*Required action*:
Nothing but the lines from the one with "1. Identify the" down to the one with "5. List the" should be returned, exactly and with both ends included, from the material below.

*The input*:
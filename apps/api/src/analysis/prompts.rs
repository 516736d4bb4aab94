// Prompt constants for resume analysis. The cross-cutting JSON-only
// fragment lives in llm_client::prompts and is appended at call time.

/// Role half of the analysis system prompt.
pub const ANALYSIS_ROLE: &str =
    "You are an expert HR technology specialist. You analyze a candidate's resume text \
    against a job description and its criteria with nuance and context, \
    giving partial credit for related skills.";

/// Analysis prompt template. Replace {job_title}, {job_description},
/// {must_haves}, {nice_to_haves}, {deal_breakers} and {cv_text} before
/// sending.
pub const ANALYSIS_PROMPT_TEMPLATE: &str = r#"Analyze the candidate's resume against the job description and criteria below.

Return a JSON object with this EXACT schema (no extra fields):
{
  "candidate_name": "Jane Doe",
  "summary": "1-2 sentence summary of the candidate's profile and fit.",
  "score": 72,
  "advantages": ["Top 3-4 key strengths for this role"],
  "disadvantages": ["Top 3-4 key gaps or disadvantages"],
  "interview_questions": ["3 insightful questions probing the gaps"]
}

SCORING GUIDELINES (be fair; consider related skills):
- 90-100 (Perfect Match): meets all must-haves and most nice-to-haves; clear evidence of success in similar roles.
- 75-89 (Great Candidate): meets all must-haves but has some gaps in nice-to-haves; a very strong contender.
- 60-74 (Good Candidate): meets the core must-haves but has noticeable gaps; has potential.
- 45-59 (Fair Candidate): partially meets must-haves; significant gaps or missing key experience.
- 25-44 (Weak Fit): lacks the primary skills for the role but shows relevant domain knowledge; give partial credit.
- 0-24 (Not a Fit): completely unrelated background and skills.

STEPS:
1. Identify the candidate's full name (use "Unknown" if absent).
2. Write the 1-2 sentence summary of their profile and fit.
3. Assign a score from 0 to 100 using the guidelines above.
4. List the top 3-4 key advantages.
5. List the top 3-4 key disadvantages or gaps.
6. Write 3 insightful interview questions based on the disadvantages.

JOB POSITION: {job_title}

JOB DESCRIPTION:
{job_description}

MUST-HAVE SKILLS: {must_haves}
NICE-TO-HAVE SKILLS: {nice_to_haves}
DEAL-BREAKERS: {deal_breakers}

CANDIDATE RESUME TEXT:
{cv_text}"#;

*Task response*:
1. Identify the candidate's full name (use "Unknown" if absent).
2. Write the 1-2 sentence summary of their profile and fit.
3. Assign a score from 0 to 100 using the guidelines above.
4. List the top 3-4 key advantages.
5. List the top 3-4 key disadvantages or gaps.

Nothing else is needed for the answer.